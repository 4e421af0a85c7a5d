use clap::{Parser, Subcommand};
use retouch::batch::{BatchEvent, BatchReplayer, BatchReport, CancelToken};
use retouch::session::ImageSession;
use retouch::transform::{TransformName, TransformRegistry};
use retouch::{config, naming, output};
use std::path::{Path, PathBuf};
use std::sync::Arc;
use std::sync::mpsc::Sender;
use tracing_subscriber::EnvFilter;

fn version_string() -> &'static str {
    let on_tag = env!("ON_RELEASE_TAG");
    if on_tag == "true" {
        env!("CARGO_PKG_VERSION")
    } else {
        let hash = env!("GIT_HASH");
        if hash.is_empty() {
            "dev@unknown"
        } else {
            // Leaked once at startup, called exactly once
            Box::leak(format!("dev@{hash}").into_boxed_str())
        }
    }
}

#[derive(Parser)]
#[command(name = "retouch")]
#[command(about = "Photo enhancement with operation history and batch replay")]
#[command(long_about = "\
Photo enhancement with operation history and batch replay

Apply named enhancements to an image in order. The applied sequence is the
history: it can be replayed over every image in the same folder, writing
each result next to its input as processed_<name>.

Transforms:

  grayscale            RGB → luminance (skipped if already gray)
  equalize-histogram   global histogram equalisation (grayscale only)
  color-balance        adaptive equalisation of lightness (color only)
  adjust-exposure      gain + offset, saturated (any image)
  enhance-contrast     equalisation of lightness (color only)
  remove-shadows       flatten uneven illumination (color only)
  enhance-details      edge-preserving detail boost (color only)

A transform that does not fit the current image is skipped and reported;
it does not stop the rest of the sequence.

Run 'retouch gen-config' to generate a documented retouch.toml.")]
#[command(version = version_string())]
struct Cli {
    /// Config file (TOML). Stock defaults are used when absent.
    #[arg(long, global = true)]
    config: Option<PathBuf>,

    #[command(subcommand)]
    command: Command,
}

/// Shared flags for commands that run a transform sequence.
#[derive(clap::Args, Clone)]
struct SequenceArgs {
    /// Transform to apply; repeat for a sequence, applied in order
    #[arg(short = 't', long = "transform", required = true)]
    transforms: Vec<TransformName>,
}

#[derive(Subcommand)]
enum Command {
    /// Apply transforms to one image and save the result
    Apply {
        /// Image to open
        input: PathBuf,

        /// Output path (default: processed_<name> next to the input)
        #[arg(short, long)]
        output: Option<PathBuf>,

        /// Replay the applied history over every image in the input's folder
        #[arg(long)]
        replay_folder: bool,

        /// Write the folder replay report as JSON to this path
        #[arg(long, requires = "replay_folder")]
        report: Option<PathBuf>,

        #[command(flatten)]
        sequence: SequenceArgs,
    },
    /// Replay a transform sequence over every image in a folder
    Batch {
        /// Folder to process (non-recursive)
        folder: PathBuf,

        /// Write the batch report as JSON to this path
        #[arg(long)]
        report: Option<PathBuf>,

        #[command(flatten)]
        sequence: SequenceArgs,
    },
    /// Print a stock retouch.toml with all options documented
    GenConfig,
}

fn main() -> Result<(), Box<dyn std::error::Error>> {
    tracing_subscriber::fmt()
        .with_env_filter(
            EnvFilter::try_from_default_env().unwrap_or_else(|_| EnvFilter::new("warn")),
        )
        .with_writer(std::io::stderr)
        .init();

    let cli = Cli::parse();

    match cli.command {
        Command::Apply {
            input,
            output: destination,
            replay_folder,
            report: report_path,
            sequence,
        } => {
            let config = config::load_config(cli.config.as_deref())?;
            let registry = Arc::new(TransformRegistry::new(config.transform_params()));
            let mut session = ImageSession::new(Arc::clone(&registry));
            session.set_observer(output::print_state_change);

            session.open(&input)?;
            for &name in &sequence.transforms {
                session.apply_transform(name)?;
            }
            output::print_history(session.history());

            let output_path = match destination {
                Some(path) => path,
                None => naming::output_path(&input, &config.batch.output_prefix)
                    .ok_or_else(|| format!("cannot derive output name from {}", input.display()))?,
            };
            session.save(&output_path)?;
            println!("Saved {}", output_path.display());

            if replay_folder {
                init_thread_pool(&config.batch);
                let replayer = BatchReplayer::new(registry, config.batch_settings());
                let steps = session.history().len();
                let report = with_progress(steps, |tx| {
                    session.replay_over_folder(&replayer, &CancelToken::new(), Some(tx))
                })??;
                finish_batch(&report, report_path.as_deref())?;
            }
        }
        Command::Batch {
            folder,
            report: report_path,
            sequence,
        } => {
            let config = config::load_config(cli.config.as_deref())?;
            init_thread_pool(&config.batch);
            let registry = Arc::new(TransformRegistry::new(config.transform_params()));
            let replayer = BatchReplayer::new(registry, config.batch_settings());
            let steps = sequence.transforms.len();
            let report = with_progress(steps, |tx| {
                replayer.run_with(&folder, &sequence.transforms, &CancelToken::new(), Some(tx))
            })?;
            finish_batch(&report, report_path.as_deref())?;
        }
        Command::GenConfig => {
            print!("{}", config::stock_config_toml());
        }
    }

    Ok(())
}

/// Initialize the rayon thread pool based on batch config.
///
/// Capped at the number of available CPU cores.
fn init_thread_pool(batch: &config::BatchConfig) {
    let threads = config::effective_threads(batch);
    rayon::ThreadPoolBuilder::new()
        .num_threads(threads)
        .build_global()
        .ok();
}

/// Run `batch` while a printer thread renders its progress events.
fn with_progress<T>(
    steps: usize,
    batch: impl FnOnce(Sender<BatchEvent>) -> T,
) -> Result<T, Box<dyn std::error::Error>> {
    let (tx, rx) = std::sync::mpsc::channel();
    let printer = std::thread::spawn(move || {
        for event in rx {
            output::print_batch_event(&event, steps);
        }
    });
    let result = batch(tx);
    printer
        .join()
        .map_err(|_| "progress printer thread panicked")?;
    Ok(result)
}

/// Print the summary, write the JSON report if asked, and fail if any file failed.
fn finish_batch(
    report: &BatchReport,
    report_path: Option<&Path>,
) -> Result<(), Box<dyn std::error::Error>> {
    println!();
    output::print_batch_summary(report);

    if let Some(path) = report_path {
        let json = serde_json::to_string_pretty(report)?;
        std::fs::write(path, json)?;
        println!("Report: {}", path.display());
    }

    if let Some(error) = &report.folder_error {
        return Err(format!("cannot read {}: {error}", report.folder.display()).into());
    }
    if report.is_clean() {
        Ok(())
    } else {
        Err(format!(
            "{} of {} images were not processed",
            report.total - report.succeeded,
            report.total
        )
        .into())
    }
}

# Action item
Once you have read the data, reproduce all of it exactly.

# Output below
repository 4e421af0a85c7a5d
use clap::{Parser, Subcommand};
use retouch::batch::{BatchEvent, BatchReplayer, BatchReport, CancelToken};
use retouch::session::ImageSession;
use retouch::transform::{TransformName, TransformRegistry};
use retouch::{config, naming, output};
use std::path::{Path, PathBuf};
use std::sync::Arc;
use std::sync::mpsc::Sender;
use tracing_subscriber::EnvFilter;

fn version_string() -> &'static str {
    let on_tag = env!("ON_RELEASE_TAG");
    if on_tag == "true" {
        env!("CARGO_PKG_VERSION")
    } else {
        let hash = env!("GIT_HASH");
        if hash.is_empty() {
            "dev@unknown"
        } else {
            // Leaked once at startup, called exactly once
            Box::leak(format!("dev@{hash}").into_boxed_str())
        }
    }
}

#[derive(Parser)]
#[command(name = "retouch")]
#[command(about = "Photo enhancement with operation history and batch replay")]
#[command(long_about = "\
Photo enhancement with operation history and batch replay

Apply named enhancements to an image in order. The applied sequence is the
history: it can be replayed over every image in the same folder, writing
each result next to its input as processed_<name>.

Transforms:

  grayscale            RGB → luminance (skipped if already gray)
  equalize-histogram   global histogram equalisation (grayscale only)
  color-balance        adaptive equalisation of lightness (color only)
  adjust-exposure      gain + offset, saturated (any image)
  enhance-contrast     equalisation of lightness (color only)
  remove-shadows       flatten uneven illumination (color only)
  enhance-details      edge-preserving detail boost (color only)

A transform that does not fit the current image is skipped and reported;
it does not stop the rest of the sequence.

Run 'retouch gen-config' to generate a documented retouch.toml.")]
#[command(version = version_string())]
struct Cli {
    /// Config file (TOML). Stock defaults are used when absent.
    #[arg(long, global = true)]
    config: Option<PathBuf>,

    #[command(subcommand)]
    command: Command,
}

/// Shared flags for commands that run a transform sequence.
#[derive(clap::Args, Clone)]
struct SequenceArgs {
    /// Transform to apply; repeat for a sequence, applied in order
    #[arg(short = 't', long = "transform", required = true)]
    transforms: Vec<TransformName>,
}

#[derive(Subcommand)]
enum Command {
    /// Apply transforms to one image and save the result
    Apply {
        /// Image to open
        input: PathBuf,

        /// Output path (default: processed_<name> next to the input)
        #[arg(short, long)]
        output: Option<PathBuf>,

        /// Replay the applied history over every image in the input's folder
        #[arg(long)]
        replay_folder: bool,

        /// Write the folder replay report as JSON to this path
        #[arg(long, requires = "replay_folder")]
        report: Option<PathBuf>,

        #[command(flatten)]
        sequence: SequenceArgs,
    },
    /// Replay a transform sequence over every image in a folder
    Batch {
        /// Folder to process (non-recursive)
        folder: PathBuf,

        /// Write the batch report as JSON to this path
        #[arg(long)]
        report: Option<PathBuf>,

        #[command(flatten)]
        sequence: SequenceArgs,
    },
    /// Print a stock retouch.toml with all options documented
    GenConfig,
}

fn main() -> Result<(), Box<dyn std::error::Error>> {
    tracing_subscriber::fmt()
        .with_env_filter(
            EnvFilter::try_from_default_env().unwrap_or_else(|_| EnvFilter::new("warn")),
        )
        .with_writer(std::io::stderr)
        .init();

    let cli = Cli::parse();

    match cli.command {
        Command::Apply {
            input,
            output: destination,
            replay_folder,
            report: report_path,
            sequence,
        } => {
            let config = config::load_config(cli.config.as_deref())?;
            let registry = Arc::new(TransformRegistry::new(config.transform_params()));
            let mut session = ImageSession::new(Arc::clone(&registry));
            session.set_observer(output::print_state_change);

            session.open(&input)?;
            for &name in &sequence.transforms {
                session.apply_transform(name)?;
            }
            output::print_history(session.history());

            let output_path = match destination {
                Some(path) => path,
                None => naming::output_path(&input, &config.batch.output_prefix)
                    .ok_or_else(|| format!("cannot derive output name from {}", input.display()))?,
            };
            session.save(&output_path)?;
            println!("Saved {}", output_path.display());

            if replay_folder {
                init_thread_pool(&config.batch);
                let replayer = BatchReplayer::new(registry, config.batch_settings());
                let steps = session.history().len();
                let report = with_progress(steps, |tx| {
                    session.replay_over_folder(&replayer, &CancelToken::new(), Some(tx))
                })??;
                finish_batch(&report, report_path.as_deref())?;
            }
        }
        Command::Batch {
            folder,
            report: report_path,
            sequence,
        } => {
            let config = config::load_config(cli.config.as_deref())?;
            init_thread_pool(&config.batch);
            let registry = Arc::new(TransformRegistry::new(config.transform_params()));
            let replayer = BatchReplayer::new(registry, config.batch_settings());
            let steps = sequence.transforms.len();
            let report = with_progress(steps, |tx| {
                replayer.run_with(&folder, &sequence.transforms, &CancelToken::new(), Some(tx))
            })?;
            finish_batch(&report, report_path.as_deref())?;
        }
        Command::GenConfig => {
            print!("{}", config::stock_config_toml());
        }
    }

    Ok(())
}

/// Initialize the rayon thread pool based on batch config.
///
/// Capped at the number of available CPU cores.
fn init_thread_pool(batch: &config::BatchConfig) {
    let threads = config::effective_threads(batch);
    rayon::ThreadPoolBuilder::new()
        .num_threads(threads)
        .build_global()
        .ok();
}

/// Run `batch` while a printer thread renders its progress events.
fn with_progress<T>(
    steps: usize,
    batch: impl FnOnce(Sender<BatchEvent>) -> T,
) -> Result<T, Box<dyn std::error::Error>> {
    let (tx, rx) = std::sync::mpsc::channel();
    let printer = std::thread::spawn(move || {
        for event in rx {
            output::print_batch_event(&event, steps);
        }
    });
    let result = batch(tx);
    printer
        .join()
        .map_err(|_| "progress printer thread panicked")?;
    Ok(result)
}

/// Print the summary, write the JSON report if asked, and fail if any file failed.
fn finish_batch(
    report: &BatchReport,
    report_path: Option<&Path>,
) -> Result<(), Box<dyn std::error::Error>> {
    println!();
    output::print_batch_summary(report);

    if let Some(path) = report_path {
        let json = serde_json::to_string_pretty(report)?;
        std::fs::write(path, json)?;
        println!("Report: {}", path.display());
    }

    if let Some(error) = &report.folder_error {
        return Err(format!("cannot read {}: {error}", report.folder.display()).into());
    }
    if report.is_clean() {
        Ok(())
    } else {
        Err(format!(
            "{} of {} images were not processed",
            report.total - report.succeeded,
            report.total
        )
        .into())
    }
}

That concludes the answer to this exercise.